Choosing colors for a graphic is a bit like taking a trip down the rabbit hole, that is, it can take much longer than expected and be both fun and frustrating at the same time. Striking a balance between colors that look good to you and your audience is important. Keep in mind that color blindness affects many individuals throughout the world and it is incumbent on you to choose a color scheme that works in color-blind vision. Luckily there are a number of excellent R packages that address this very issue, such as the colorspace,RColorBrewer, and viridis packages. And because this is R, where diversity is king, why not offer one more function for creating color blind friendly palettes.

Let me introduce the GetTolColors function in the R-package inlmisc. This function generates a vector of colors from qualitative, diverging, and sequential color schemes by Paul Tol (2018). The original inspiration for developing this function came from Peter Carl’s blog post describing color schemes from an older issue of Paul Tol’s Technical Note (issue 2.2, released Dec. 2012). And the qualitative color schemes described in his blog post found their way into the ptol_pal function in the R-package ggthemes. My intent with this document is to exhibit the latest Tol color schemes (issue 3.0, released May 2018) and show that they are not only visually pleasing but also well thought out.

Read on for step-by-step instructions and to see some of the palettes.  The package authors have taken care in color design, so check it out.

Labeling Line Ends In ggplot2

Simon Jackson shows how you can use the secondary axis to label line endings in ggplot2:

Now we can use scale_y_*, with the argument sec.axis to create a second axis on the right, with numbers to be displayed at breaks, defined by our vector of line ends:

ggplot(d, aes(age, circumference, color = Tree)) +
      geom_line() +
      scale_y_continuous(sec.axis = sec_axis(~ ., breaks = d_ends))
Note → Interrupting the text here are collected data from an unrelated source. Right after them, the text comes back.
//! Fixed-capacity string registry.
//!
//! A `Registry` owns an `Arena` and an array of start offsets into it, so every stored string is
//! addressable by index without allocating. Request headers, reply headers and program
//! environments are all registries of different sizes.

use crate::arena::Arena;
use crate::error::{Error, Result};

pub struct Registry<const BYTES: usize, const ENTRIES: usize> {
    arena: Arena<BYTES>,
    offsets: [usize; ENTRIES],
    count: usize,
}

impl<const BYTES: usize, const ENTRIES: usize> Registry<BYTES, ENTRIES> {
    pub const fn new() -> Self {
        Self {
            arena: Arena::new(),
            offsets: [0; ENTRIES],
            count: 0,
        }
    }

    pub fn reset(&mut self) {
        self.arena.reset();
        self.count = 0;
    }

    pub fn len(&self) -> usize {
        self.count
    }

    pub fn is_empty(&self) -> bool {
        self.count == 0
    }

    pub fn arena(&self) -> &Arena<BYTES> {
        &self.arena
    }

    pub fn arena_mut(&mut self) -> &mut Arena<BYTES> {
        &mut self.arena
    }

    /// Store `s` as a new entry.
    pub fn add(&mut self, s: &[u8]) -> Result<()> {
        if self.count == ENTRIES {
            return Err(Error::RegistryFull);
        }
        let start = self.arena.append(s)?;
        self.offsets[self.count] = start;
        self.count += 1;
        Ok(())
    }

    /// Grow the last entry. Must follow an `add`.
    pub fn extend(&mut self, s: &[u8]) -> Result<()> {
        self.arena.extend(s)
    }

    pub fn extend_char(&mut self, c: u8) -> Result<()> {
        self.arena.extend_char(c)
    }

    pub fn extend_number(&mut self, n: u64) -> Result<()> {
        self.arena.extend_number(n)
    }

    /// Add a `name=value` entry.
    pub fn add_variable(&mut self, name: &str, value: &[u8]) -> Result<()> {
        self.add(name.as_bytes())?;
        self.extend(b"=")?;
        self.extend(value)
    }

    pub fn add_variable_number(&mut self, name: &str, n: u64) -> Result<()> {
        self.add(name.as_bytes())?;
        self.extend(b"=")?;
        self.extend_number(n)
    }

    /// Entry `index`, up to its first terminator.
    pub fn get(&self, index: usize) -> Option<&[u8]> {
        if index >= self.count {
            return None;
        }
        Some(self.arena.string(self.offsets[index]))
    }

    /// Entry `index` including any bytes left behind by an in-place shrink, without terminator.
    pub fn get_raw(&self, index: usize) -> Option<&[u8]> {
        if index >= self.count {
            return None;
        }
        Some(self.arena.range(self.offsets[index], self.end_of(index)))
    }

    pub fn get_mut(&mut self, index: usize) -> Option<&mut [u8]> {
        if index >= self.count {
            return None;
        }
        let start = self.offsets[index];
        let end = self.end_of(index);
        Some(self.arena.range_mut(start, end))
    }

    fn end_of(&self, index: usize) -> usize {
        match self.offsets.get(index + 1) {
            Some(&next) if index + 1 < self.count => next - 1,
            _ => self.arena.len() - 1,
        }
    }

    pub fn iter(&self) -> impl Iterator<Item = &[u8]> + '_ {
        (0..self.count).map(move |index| self.arena.string(self.offsets[index]))
    }

    /// Value of the first `name: value` entry whose name matches `name` case-insensitively.
    ///
    /// Leading blanks and control characters are stripped from the value.
    pub fn read_header(&self, name: &str) -> Option<&[u8]> {
        let name = name.as_bytes();
        self.iter().find_map(|entry| {
            if entry.len() <= name.len() || !entry[..name.len()].eq_ignore_ascii_case(name) {
                return None;
            }
            let rest = &entry[name.len()..];
            if rest[0] != b':' {
                return None;
            }
            let value = &rest[1..];
            let skip = value
                .iter()
                .position(|b| b.is_ascii_graphic())
                .unwrap_or(value.len());
            Some(&value[skip..])
        })
    }

    /// Project every `name: value` entry into `dest` as `PREFIX` + upper-cased name `=` value.
    ///
    /// Entries without a colon, or whose name is empty or contains whitespace (such as a request
    /// line), are skipped.
    pub fn copy_with_prefix<const B: usize, const E: usize>(
        &self,
        dest: &mut Registry<B, E>,
        prefix: &str,
    ) -> Result<()> {
        for entry in self.iter() {
            let colon = match entry.iter().position(|&b| b == b':') {
                Some(colon) => colon,
                None => continue,
            };
            let (name, value) = (&entry[..colon], &entry[colon + 1..]);
            if name.is_empty() || name.iter().any(|b| b.is_ascii_whitespace()) {
                continue;
            }
            dest.add(prefix.as_bytes())?;
            for &b in name {
                dest.extend_char(b.to_ascii_uppercase())?;
            }
            dest.extend(b"=")?;
            let skip = value
                .iter()
                .position(|b| b.is_ascii_graphic())
                .unwrap_or(value.len());
            dest.extend(&value[skip..])?;
        }
        Ok(())
    }
}

impl<const BYTES: usize, const ENTRIES: usize> Default for Registry<BYTES, ENTRIES> {
    fn default() -> Self {
        Self::new()
    }
}

#[cfg(test)]
mod test {
    use super::*;

    use test_case::test_case;

    fn headers(lines: &[&str]) -> Registry<512, 8> {
        let mut registry = Registry::new();
        for line in lines {
            registry.add(line.as_bytes()).unwrap();
        }
        registry
    }

    #[test]
    fn add_reports_full_registry() {
        let mut registry = Registry::<64, 2>::new();
        registry.add(b"a").unwrap();
        registry.add(b"b").unwrap();
        assert!(matches!(registry.add(b"c"), Err(Error::RegistryFull)));
        assert_eq!(registry.len(), 2);
    }

    #[test]
    fn add_reports_exhausted_arena() {
        let mut registry = Registry::<8, 4>::new();
        registry.add(b"abcd").unwrap();
        assert!(matches!(
            registry.add(b"efgh"),
            Err(Error::CapacityExceeded)
        ));
        assert_eq!(registry.len(), 1);
        assert_eq!(registry.get(1), None);
    }

    #[test]
    fn entries_are_independently_addressable() {
        let registry = headers(&["GET / HTTP/1.1", "Host: example.com", "Accept: */*"]);
        assert_eq!(registry.get(0), Some(&b"GET / HTTP/1.1"[..]));
        assert_eq!(registry.get(2), Some(&b"Accept: */*"[..]));
        assert_eq!(registry.iter().count(), 3);
    }

    #[test]
    fn variables_are_joined_with_equals() {
        let mut env = Registry::<128, 4>::new();
        env.add_variable("REQUEST_METHOD", b"GET").unwrap();
        env.add_variable_number("SERVER_PORT", 8080).unwrap();
        assert_eq!(env.get(0), Some(&b"REQUEST_METHOD=GET"[..]));
        assert_eq!(env.get(1), Some(&b"SERVER_PORT=8080"[..]));
    }

    #[test_case("connection", Some("close") ; "lower case")]
    #[test_case("CONNECTION", Some("close") ; "upper case")]
    #[test_case("Content-Length", Some("10") ; "tab before value")]
    #[test_case("Content", None ; "prefix only")]
    #[test_case("Authorization", None ; "absent")]
    fn read_header_works(name: &str, expected: Option<&str>) {
        let registry = headers(&[
            "GET / HTTP/1.1",
            "Connection:   close",
            "Content-Length:\t10",
        ]);
        assert_eq!(registry.read_header(name), expected.map(str::as_bytes));
    }

    #[test]
    fn copy_with_prefix_projects_headers() {
        let registry = headers(&[
            "GET http://host:80/ HTTP/1.1",
            "Host: example.com",
            "User-Agent: test",
            "malformed",
        ]);
        let mut env = Registry::<256, 8>::new();
        env.add_variable("SERVER_NAME", b"stackhttpd").unwrap();
        registry.copy_with_prefix(&mut env, "HTTP_").unwrap();
        let entries: Vec<&[u8]> = env.iter().collect();
        assert_eq!(
            entries,
            vec![
                &b"SERVER_NAME=stackhttpd"[..],
                &b"HTTP_HOST=example.com"[..],
                &b"HTTP_USER-AGENT=test"[..],
            ]
        );
    }

    #[test]
    fn copy_with_prefix_reports_exhaustion() {
        let registry = headers(&["Host: example.com", "Accept: */*"]);
        let mut env = Registry::<256, 1>::new();
        assert!(matches!(
            registry.copy_with_prefix(&mut env, "HTTP_"),
            Err(Error::RegistryFull)
        ));
    }

    #[test]
    fn get_mut_allows_in_place_shrink() {
        let mut registry = headers(&["GET /a%20b HTTP/1.1", "Host: x"]);
        let line = registry.get_mut(0).unwrap();
        assert_eq!(line.len(), 19);
        line[6..].copy_from_slice(b" b HTTP/1.1\0\0");
        assert_eq!(registry.get(0), Some(&b"GET /a b HTTP/1.1"[..]));
        assert_eq!(registry.get(1), Some(&b"Host: x"[..]));
    }

    #[test]
    fn reset_empties_registry() {
        let mut registry = headers(&["a", "b"]);
        registry.reset();
        assert!(registry.is_empty());
        assert_eq!(registry.arena().len(), 0);
    }
}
This is good.  I’d really prefer to show the labels instead of the value; that way it’d be possible to eliminate the legend altogether.  H/T R-Bloggers.

A Quick Look At Data Visualization Tools

Vincent Wong walks us through data visualization tools on the market today:


When we talk about Echarts, we will usually compare it with Highcharts. The relationship between them is a bit like the relationship between WPS and Office.

Highcharts is also a visualization library which you have to pay for it if you are going to use it. It has many advantages, for example, its documents and tutorials, JS scripts, and CSS are very detailed. It saves time and allows you to pay more attention to learning and developing. What’s more, it is very stable.

There are some good tools on this list.

Jennifer Lyons shows us a few places where we can use histomaps to good effect:

Histomaps can be a good option when we are looking to visualize qualitative trends over time. The trick is that you need to be using two mutually exclusive variables. In Spark’s case he used time and power. In the example below, I am using time and staff’s satisfaction with their work environment. Imagine you are collecting open-ended survey data every quarter during your grant term. You code a person’s response into the mutually exclusive category of met, partially met, and not met regarding their expressed satisfaction.

Read the whole thing.

Tips For Creating Population Share Maps

Lisa Charlotte Rost uses election results to give us some tips on building map-based comparisons:

This map shows us that both parties received a higher vote share in the east than in the west. But it also artificially increases the polarisation: If the AfD gets just one more vote than the Linke, the whole district flips from pink to blue. And we would need to create a third category, “tied”, for the nine election districts in which there were exactly as many AfD voters as Linke voters. (The New York Times created that category for their “Extremely Detailed Map of the 2016 Election”.)

There is another option: We could show the percentage point difference between the two shares. To do so, we subtract the AfD votes from the Linke votes. If the result is positive, we show the district in blue. If it’s negative, we show it in pink.

This is a case where there’s not a huge difference between methods, but it can make a big difference in other situations.